Parmi les nombreux intervenants au colloque, Sudel Fuma, Céline Ramsamy-Giancone, Prosper Éve et Laurent Sermet.

Cet « autre regard sur le monde » s’est déroulé sous la présidence d’honneur du célèbre écrivain franco-mauricien — et à grand-mère maternelle réunionnaise — Jean-Marie Gustave Le Clézio, prix Nobel de littérature en 2008, qui dans la préface du livre "L’interculturel ou la guerre" du philosophe mauricien Issa Asgarally, écrit : « si nous ne réalisons pas maintenant l’interculturel, préparons-nous à voir nos enfants entrer dans la guerre ». Et comme l’a dit Nassimah Dindar, présidente du Conseil général de La Réunion lors de l’ouverture du colloque au Palais de La Source, ce combat « est important au-delà de la communauté scientifique » car « c’est dans la société toute entière qu’il convient de faire grandir la connaissance, la compréhension du passé, du temps présent et du vivre-ensemble propre aux sociétés du sud-ouest de l’océan Indien ».

« Le dialogue grâce à la philosophie »

Voici donc quelques brèves citations d’une partie des nombreux intervenants lors de cette rencontre, dont les contributions seront publiées intégralement dans six mois environ, comme l’a annoncé Michel Latchoumanin, professeur à l’Université de La Réunion et président du comité scientifique du colloque :
• Le Consul de l’Inde à La Réunion : « nous devons transformer nos idées en actions pour accélérer le changement nécessaire ».
• Le recteur de l’Académie de La Réunion : « notre culture collective doit être ouverte sur le monde ».
• Sarojini Bissessur-Asgarally, présidente de la FIP : « il faut une inter-action des cultures du monde pour une justice et une paix sociales ».
• Jean-Marie Gustave Le Clézio : « dans un monde égoïste et cupide, il n’y a pas de place pour l’humanité ; c’est un ferment des guerres futures ».
• Issa Asgarally : « l’UNESCO est pour le dialogue des cultures grâce à la philosophie ».
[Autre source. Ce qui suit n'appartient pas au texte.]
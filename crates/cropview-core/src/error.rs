use thiserror::Error;

#[derive(Error, Debug)]
pub enum CropviewError {
    #[error("I/O error: {0}")]
    Io(#[from] std::io::Error),

    #[error("Image format error: {0}")]
    ImageError(#[from] image::ImageError),

    #[error("Invalid image dimensions: {width}x{height}")]
    InvalidDimensions { width: u32, height: u32 },

    #[error("Invalid data URL: {0}")]
    InvalidDataUrl(String),

    #[error("Base64 decode error: {0}")]
    Base64(#[from] base64::DecodeError),

    #[error("Invalid config: {0}")]
    InvalidConfig(String),
}

pub type Result<T> = std::result::Result<T, CropviewError>;
use crate::app::CropviewApp;
use crate::messages::{WorkerCommand, WorkerResult};

pub fn show(ctx: &egui::Context, app: &mut CropviewApp) {
    egui::TopBottomPanel::top("menu_bar").show(ctx, |ui| {
        egui::MenuBar::new().ui(ui, |ui| {
            ui.menu_button("File", |ui| {
                let open_shortcut = egui::KeyboardShortcut::new(egui::Modifiers::COMMAND, egui::Key::O);
                if ui.add(egui::Button::new("Open Image...").shortcut_text(ctx.format_shortcut(&open_shortcut))).clicked() {
                    ui.close();
                    open_file(app);
                }

                let save_shortcut = egui::KeyboardShortcut::new(egui::Modifiers::COMMAND, egui::Key::S);
                let can_save = app.ui_state.export.data_url.is_some();
                if ui
                    .add_enabled(
                        can_save,
                        egui::Button::new("Save Crop As...").shortcut_text(ctx.format_shortcut(&save_shortcut)),
                    )
                    .clicked()
                {
                    ui.close();
                    save_crop(app);
                }

                ui.separator();

                if ui.button("Import Config...").clicked() {
                    ui.close();
                    import_config(app);
                }

                if ui.button("Export Config...").clicked() {
                    ui.close();
                    export_config(app);
                }

                ui.separator();

                let quit_shortcut = egui::KeyboardShortcut::new(egui::Modifiers::COMMAND, egui::Key::Q);
                if ui.add(egui::Button::new("Quit").shortcut_text(ctx.format_shortcut(&quit_shortcut))).clicked() {
                    ui.close();
                    ctx.send_viewport_cmd(egui::ViewportCommand::Close);
                }
            });

            ui.menu_button("Edit", |ui| {
                if ui.button("Reset Defaults").clicked() {
                    ui.close();
                    app.apply_config(crate::app::default_config());
                    app.ui_state.add_log("Config reset to defaults".into());
                }
            });

            ui.menu_button("Help", |ui| {
                if ui.button("About").clicked() {
                    ui.close();
                    app.show_about = true;
                }
            });
        });

        // Keyboard shortcuts (consumed outside menus)
        if ctx.input_mut(|i| i.consume_shortcut(&egui::KeyboardShortcut::new(egui::Modifiers::COMMAND, egui::Key::O))) {
            open_file(app);
        }
        if ctx.input_mut(|i| i.consume_shortcut(&egui::KeyboardShortcut::new(egui::Modifiers::COMMAND, egui::Key::S))) {
            save_crop(app);
        }
        if ctx.input_mut(|i| i.consume_shortcut(&egui::KeyboardShortcut::new(egui::Modifiers::COMMAND, egui::Key::Q))) {
            ctx.send_viewport_cmd(egui::ViewportCommand::Close);
        }
    });
}

fn open_file(app: &mut CropviewApp) {
    let cmd_tx = app.cmd_tx.clone();
    std::thread::spawn(move || {
        if let Some(path) = rfd::FileDialog::new()
            .add_filter("Images", &["png", "jpg", "jpeg", "webp", "bmp", "tif", "tiff", "gif"])
            .add_filter("All files", &["*"])
            .pick_file()
        {
            let _ = cmd_tx.send(WorkerCommand::LoadImage { path });
        }
    });
}

fn save_crop(app: &mut CropviewApp) {
    let Some(data_url) = app.ui_state.export.data_url.clone() else {
        return;
    };
    let cmd_tx = app.cmd_tx.clone();
    std::thread::spawn(move || {
        if let Some(path) = rfd::FileDialog::new()
            .add_filter("PNG", &["png"])
            .set_file_name("crop.png")
            .save_file()
        {
            let _ = cmd_tx.send(WorkerCommand::SaveExport { path, data_url });
        }
    });
}

fn import_config(app: &mut CropviewApp) {
    let result_tx = app.result_tx.clone();
    std::thread::spawn(move || {
        let Some(path) = rfd::FileDialog::new()
            .add_filter("TOML", &["toml"])
            .pick_file()
        else {
            return;
        };
        let parsed = std::fs::read_to_string(&path)
            .map_err(|e| e.to_string())
            .and_then(|content| toml::from_str(&content).map_err(|e| e.to_string()));
        let result = match parsed {
            Ok(config) => WorkerResult::ConfigImported { path, config },
            Err(e) => WorkerResult::Error {
                message: format!("Failed to import {}: {e}", path.display()),
            },
        };
        let _ = result_tx.send(result);
    });
}

fn export_config(app: &mut CropviewApp) {
    let config = app.viewer.config().clone();
    let result_tx = app.result_tx.clone();

    std::thread::spawn(move || {
        if let Some(path) = rfd::FileDialog::new()
            .add_filter("TOML", &["toml"])
            .set_file_name("cropview_config.toml")
            .save_file()
        {
            let written = toml::to_string_pretty(&config)
                .map_err(|e| e.to_string())
                .and_then(|content| std::fs::write(&path, content).map_err(|e| e.to_string()));
            let result = match written {
                Ok(()) => WorkerResult::Log {
                    message: format!("Config exported: {}", path.display()),
                },
                Err(e) => WorkerResult::Error {
                    message: format!("Failed to export config: {e}"),
                },
            };
            let _ = result_tx.send(result);
        }
    });
}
« Sortir le pays de cette ornière »

• Mario Serviable, docteur en géographie : « pourquoi le mot "interculturalité" ne figure-t-il pas encore dans les dictionnaires ? ».
• Michèle Marimoutou-Oberlé, professeure agrégée d’histoire-géographie : « face aux violences dont ont été victimes les engagés mis en quarantaine au Lazaret de la Grande-Chaloupe, la solidarité n’a cessé de se renforcer et elle a fondé en partie notre société actuelle ».
• Aggarwal Kusum, de l’Université de Delhi : « pour le philosophe indien Rabindranath Tagore, dans notre vie la nation peut être une valeur absolue, quand elle est basée sur la justice et la liberté, dans le respect des autres patries ».
• Prosper Ève, professeur d’histoire à l’Université de La Réunion : « la langue créole a créé l’harmonie originelle du peuple réunionnais par la mise en commun des savoir-faire par les esclaves, les engagés et les autres habitants, porteurs d’un patrimoine qui a enrichi celui de leur pays d’accueil ».
• Abdoullah Lala, chargé d’enseignement à l’Université de La Réunion : « le peuple réunionnais est victime d’une crise sociale très grave ; il faut absolument trouver les moyens de sortir le pays de cette ornière ; en particulier par l’ouverture aux autres pays de notre région ».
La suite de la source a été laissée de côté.